Nous ne retirerons pas cet amendement, même si nous considérons qu'il s'agit d'un amendement d'appel.
Tout à l'heure, M. Repentin a fait état du rapport d'information du Sénat sur la sécurité d'approvisionnement électrique de la France et les moyens de la préserver, rapport consensuel puisqu'il a été adopté à la quasi-unanimité. Celui-ci insistait, en substance, sur le fait que l'énergie, ne pouvant être considérée comme une marchandise comme une autre, les conséquences de la libéralisation sur la sécurité d'approvisionnement énergétique risquaient d'être considérables.
Madame la présidente, je défendrai conjointement les amendements n° 74 et 94. Quant à l'amendement n° 96, j'annonce par avance que je le retire.
Madame la ministre, la facture énergétique des Français, qui constitue une dépense difficilement compressible, a des répercussions importantes sur leur pouvoir d'achat. En effet, selon une étude de l'INSEE, la part du budget des ménages consacrée aux frais de logement et d'énergie est aujourd'hui de 16, 5 %, et atteint même 23 % pour les ménages les plus modestes.

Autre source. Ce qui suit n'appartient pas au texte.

//! Offline payment records and their status machine.

use chrono::{DateTime, Utc};
use serde::{Deserialize, Serialize};
use uuid::Uuid;

use crate::error::LedgerError;

/// Largest accepted amount in minor units (9,999,999,999,999.99).
pub const MAX_AMOUNT: i64 = 999_999_999_999_999;

/// Lifecycle of an offline payment.
///
/// ```text
/// queued -> captured_offline -> pending_sync -> synced | failed
/// failed -> queued             (explicit retry)
/// any non-terminal -> cancelled
/// ```
#[derive(Debug, Clone, Copy, PartialEq, Eq, Hash, Serialize, Deserialize, clap::ValueEnum)]
#[serde(rename_all = "snake_case")]
pub enum PaymentStatus {
    Queued,
    CapturedOffline,
    PendingSync,
    Synced,
    Cancelled,
    Failed,
}

impl PaymentStatus {
    /// All statuses, in lifecycle order.
    pub const ALL: [Self; 6] = [
        Self::Queued,
        Self::CapturedOffline,
        Self::PendingSync,
        Self::Synced,
        Self::Failed,
        Self::Cancelled,
    ];

    /// `synced` and `cancelled` accept no further transitions.
    #[must_use]
    pub const fn is_terminal(&self) -> bool {
        matches!(self, Self::Synced | Self::Cancelled)
    }

    /// Whether the lifecycle allows moving from `self` to `to`.
    #[must_use]
    pub const fn can_transition_to(&self, to: Self) -> bool {
        match (self, to) {
            (Self::Synced | Self::Cancelled, _) => false,
            (_, Self::Cancelled) => true,
            (Self::Queued, Self::CapturedOffline | Self::PendingSync)
            | (Self::CapturedOffline | Self::Failed, Self::PendingSync)
            | (Self::PendingSync, Self::Synced | Self::Failed)
            | (Self::Failed, Self::Queued) => true,
            _ => false,
        }
    }

    /// Get the string representation used in storage and output.
    #[must_use]
    pub const fn as_str(&self) -> &'static str {
        match self {
            Self::Queued => "queued",
            Self::CapturedOffline => "captured_offline",
            Self::PendingSync => "pending_sync",
            Self::Synced => "synced",
            Self::Cancelled => "cancelled",
            Self::Failed => "failed",
        }
    }
}

impl std::fmt::Display for PaymentStatus {
    fn fmt(&self, f: &mut std::fmt::Formatter<'_>) -> std::fmt::Result {
        write!(f, "{}", self.as_str())
    }
}

/// How the payment was (or will be) collected.
#[derive(Debug, Clone, Copy, PartialEq, Eq, Serialize, Deserialize, clap::ValueEnum)]
#[serde(rename_all = "snake_case")]
pub enum PaymentMethod {
    Cash,
    Card,
    BankTransfer,
    MobileWallet,
    Check,
}

impl std::fmt::Display for PaymentMethod {
    fn fmt(&self, f: &mut std::fmt::Formatter<'_>) -> std::fmt::Result {
        let s = match self {
            Self::Cash => "cash",
            Self::Card => "card",
            Self::BankTransfer => "bank_transfer",
            Self::MobileWallet => "mobile_wallet",
            Self::Check => "check",
        };
        write!(f, "{s}")
    }
}

/// Input for queueing a payment.
#[derive(Debug, Clone, PartialEq, Eq, Serialize, Deserialize)]
pub struct PaymentRequest {
    /// Amount in minor units (cents).
    pub amount: i64,
    /// ISO 4217 code.
    pub currency: String,
    pub recipient: String,
    #[serde(default)]
    pub description: Option<String>,
    pub method: PaymentMethod,
}

impl PaymentRequest {
    /// Check the request before it becomes a payment.
    ///
    /// # Errors
    ///
    /// Returns `InvalidPayload` for an amount outside `1..=MAX_AMOUNT`, a
    /// malformed currency code, or an empty recipient.
    pub fn validate(&self) -> Result<(), LedgerError> {
        if self.amount <= 0 {
            return Err(LedgerError::InvalidPayload(
                "payment amount must be positive".to_string(),
            ));
        }
        if self.amount > MAX_AMOUNT {
            return Err(LedgerError::InvalidPayload(format!(
                "payment amount exceeds {}",
                format_minor(MAX_AMOUNT)
            )));
        }
        if self.currency.len() != 3 || !self.currency.chars().all(|c| c.is_ascii_alphabetic()) {
            return Err(LedgerError::InvalidPayload(format!(
                "invalid currency code: {}",
                self.currency
            )));
        }
        if self.recipient.trim().is_empty() {
            return Err(LedgerError::InvalidPayload(
                "payment recipient is required".to_string(),
            ));
        }
        Ok(())
    }
}

/// Capture details supplied by the caller.
#[derive(Debug, Clone, Default, PartialEq, Eq, Serialize, Deserialize)]
pub struct CaptureData {
    /// Captured amount; defaults to the payment amount.
    #[serde(default)]
    pub amount: Option<i64>,
    /// Capture method; defaults to the payment method.
    #[serde(default)]
    pub method: Option<PaymentMethod>,
    /// Receipt number, signature reference, or similar proof.
    #[serde(default)]
    pub evidence: Option<String>,
}

/// Offline capture attached to a payment.
#[derive(Debug, Clone, PartialEq, Eq, Serialize, Deserialize)]
pub struct Capture {
    pub amount: i64,
    pub method: PaymentMethod,
    pub evidence: Option<String>,
    pub captured_at: DateTime<Utc>,
}

/// Why and when a payment was cancelled.
#[derive(Debug, Clone, PartialEq, Eq, Serialize, Deserialize)]
pub struct Cancellation {
    pub reason: String,
    pub cancelled_at: DateTime<Utc>,
}

/// A payment captured on the device awaiting the system of record.
#[derive(Debug, Clone, PartialEq, Eq, Serialize, Deserialize)]
pub struct OfflinePayment {
    pub id: Uuid,
    /// Amount in minor units (cents).
    pub amount: i64,
    pub currency: String,
    pub recipient: String,
    pub description: Option<String>,
    pub method: PaymentMethod,
    pub status: PaymentStatus,
    pub retry_count: u32,
    pub max_retries: u32,
    pub queued_at: DateTime<Utc>,
    pub updated_at: DateTime<Utc>,
    #[serde(default)]
    pub last_retry_at: Option<DateTime<Utc>>,
    #[serde(default)]
    pub capture: Option<Capture>,
    #[serde(default)]
    pub cancellation: Option<Cancellation>,
    #[serde(default)]
    pub last_error: Option<String>,
    /// Reference the remote assigned on acceptance.
    #[serde(default)]
    pub remote_ref: Option<String>,
    #[serde(default)]
    pub synced_at: Option<DateTime<Utc>>,
    /// Set once a submission has been sent to the remote.
    #[serde(default)]
    pub submitted: bool,
    /// Send the next submission with the conflict override flag.
    #[serde(default)]
    pub conflict_override: bool,
    /// Conflict waiting on a user decision.
    #[serde(default)]
    pub pending_conflict: Option<Uuid>,
}

impl OfflinePayment {
    /// Create a `queued` payment from a validated request.
    #[must_use]
    pub fn new(request: PaymentRequest, max_retries: u32) -> Self {
        let now = Utc::now();
        Self {
            id: Uuid::now_v7(),
            amount: request.amount,
            currency: request.currency.to_ascii_uppercase(),
            recipient: request.recipient,
            description: request.description,
            method: request.method,
            status: PaymentStatus::Queued,
            retry_count: 0,
            max_retries,
            queued_at: now,
            updated_at: now,
            last_retry_at: None,
            capture: None,
            cancellation: None,
            last_error: None,
            remote_ref: None,
            synced_at: None,
            submitted: false,
            conflict_override: false,
            pending_conflict: None,
        }
    }

    /// Move to `to` if the lifecycle allows it.
    ///
    /// # Errors
    ///
    /// Returns `PaymentTerminal` from `synced`/`cancelled` and
    /// `InvalidTransition` for any other disallowed move.
    pub fn transition(&mut self, to: PaymentStatus) -> Result<(), LedgerError> {
        if self.status.is_terminal() {
            return Err(LedgerError::PaymentTerminal {
                payment_id: self.id.to_string(),
                status: self.status,
            });
        }
        if !self.status.can_transition_to(to) {
            return Err(LedgerError::InvalidTransition {
                from: self.status,
                to,
            });
        }

        tracing::debug!(payment = %self.id, from = %self.status, %to, "payment transition");
        self.status = to;
        self.updated_at = Utc::now();
        Ok(())
    }

    /// Whether `retry()` still has budget.
    #[must_use]
    pub const fn retries_left(&self) -> bool {
        self.retry_count < self.max_retries
    }

    /// Amount that will actually be settled.
    #[must_use]
    pub fn effective_amount(&self) -> i64 {
        self.capture.as_ref().map_or(self.amount, |capture| capture.amount)
    }
}

/// Format minor units as a decimal amount (e.g. `4200` -> `42.00`).
#[must_use]
pub fn format_minor(amount: i64) -> String {
    let sign = if amount < 0 { "-" } else { "" };
    let abs = amount.unsigned_abs();
    format!("{sign}{}.{:02}", abs / 100, abs % 100)
}

#[cfg(test)]
mod tests {
    use super::*;

    fn request() -> PaymentRequest {
        PaymentRequest {
            amount: 100,
            currency: "usd".to_string(),
            recipient: "Acme Supplies".to_string(),
            description: None,
            method: PaymentMethod::Card,
        }
    }

    #[test]
    fn test_new_payment_is_queued() {
        let payment = OfflinePayment::new(request(), 3);
        assert_eq!(payment.status, PaymentStatus::Queued);
        assert_eq!(payment.currency, "USD");
        assert_eq!(payment.retry_count, 0);
    }

    #[test]
    fn test_lifecycle_transitions() {
        use PaymentStatus::{Cancelled, CapturedOffline, Failed, PendingSync, Queued, Synced};

        assert!(Queued.can_transition_to(CapturedOffline));
        assert!(CapturedOffline.can_transition_to(PendingSync));
        assert!(PendingSync.can_transition_to(Synced));
        assert!(PendingSync.can_transition_to(Failed));
        assert!(Failed.can_transition_to(Queued));
        assert!(Failed.can_transition_to(Cancelled));

        assert!(!CapturedOffline.can_transition_to(Queued));
        assert!(!Queued.can_transition_to(Synced));
        for to in PaymentStatus::ALL {
            assert!(!Synced.can_transition_to(to));
            assert!(!Cancelled.can_transition_to(to));
        }
    }

    #[test]
    fn test_terminal_transition_rejected() {
        let mut payment = OfflinePayment::new(request(), 3);
        payment.transition(PaymentStatus::Cancelled).unwrap();

        let err = payment.transition(PaymentStatus::Queued).unwrap_err();
        assert!(matches!(
            err,
            LedgerError::PaymentTerminal { status: PaymentStatus::Cancelled, .. }
        ));
    }

    #[test]
    fn test_invalid_transition_rejected() {
        let mut payment = OfflinePayment::new(request(), 3);
        let err = payment.transition(PaymentStatus::Synced).unwrap_err();
        assert!(matches!(err, LedgerError::InvalidTransition { .. }));
        assert_eq!(payment.status, PaymentStatus::Queued);
    }

    #[test]
    fn test_request_validation() {
        assert!(request().validate().is_ok());

        let mut bad = request();
        bad.amount = 0;
        assert!(bad.validate().is_err());

        let mut bad = request();
        bad.amount = MAX_AMOUNT + 1;
        assert!(bad.validate().is_err());

        let mut largest = request();
        largest.amount = MAX_AMOUNT;
        assert!(largest.validate().is_ok());

        let mut bad = request();
        bad.currency = "US".to_string();
        assert!(bad.validate().is_err());

        let mut bad = request();
        bad.recipient = "  ".to_string();
        assert!(bad.validate().is_err());
    }

    #[test]
    fn test_format_minor() {
        assert_eq!(format_minor(4200), "42.00");
        assert_eq!(format_minor(5), "0.05");
        assert_eq!(format_minor(-1234), "-12.34");
    }
}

Or la libéralisation totale du secteur de l'énergie expose les ménages, et notamment les plus modestes d'entre eux, aux risques d'une augmentation importante de leur facture d'électricité et de gaz.
La mission d'information du Sénat a constaté que, dans l'ensemble des pays de l'Union européenne, la libéralisation avait entraîné de très fortes hausses de la facture énergétique pour les ménages.
Les gouvernements précédents de MM. Raffarin et de Villepin ont refusé qu'un bilan national de l'ouverture du marché de l'énergie aux entreprises soit réalisé. Ils ont engagé avec zèle l'ouverture des marchés pour les consommateurs domestiques, allant ainsi au-delà des prescriptions communautaires. Et pour cause ! La situation de bon nombre d'entreprises qui avaient fait jouer leur éligibilité était catastrophique, d'où la mise en place du fameux TARTAM, le tarif réglementé transitoire d'ajustement du marché.
En effet, les tarifs sur le marché libre ont connu une hausse exponentielle depuis la libéralisation du secteur énergétique, et ce alors que les tarifs réglementés sont restés relativement stables. Ainsi, dans les cinq dernières années, les tarifs régulés ont augmenté de 10 %, tandis que les tarifs dits « libres » ont subi une hausse de plus de 75 %.
En ce qui concerne les industries électro-intensives, l'augmentation de leur facture énergétique, à laquelle elles sont particulièrement sensibles, a atteint 117 % entre 2002 et 2007 !
La pression exercée par les actionnaires ainsi que par les marchés financiers a conduit les entreprises du secteur énergétique non seulement à réduire leurs coûts en termes de personnels et de maintenance, mais également à augmenter leurs marges, afin d'offrir des dividendes confortables aux actionnaires. Cet impératif de la rentabilité maximale pousse les entreprises à vouloir toujours plus, en s'agrandissant pour accroître encore et encore leurs marges.
Tout cela aboutit finalement à des concentrations accrues d'entreprises et, pour finir, au remplacement de monopoles publics par des monopoles privés tournés vers la satisfaction non pas de l'intérêt général, mais d'intérêts particuliers.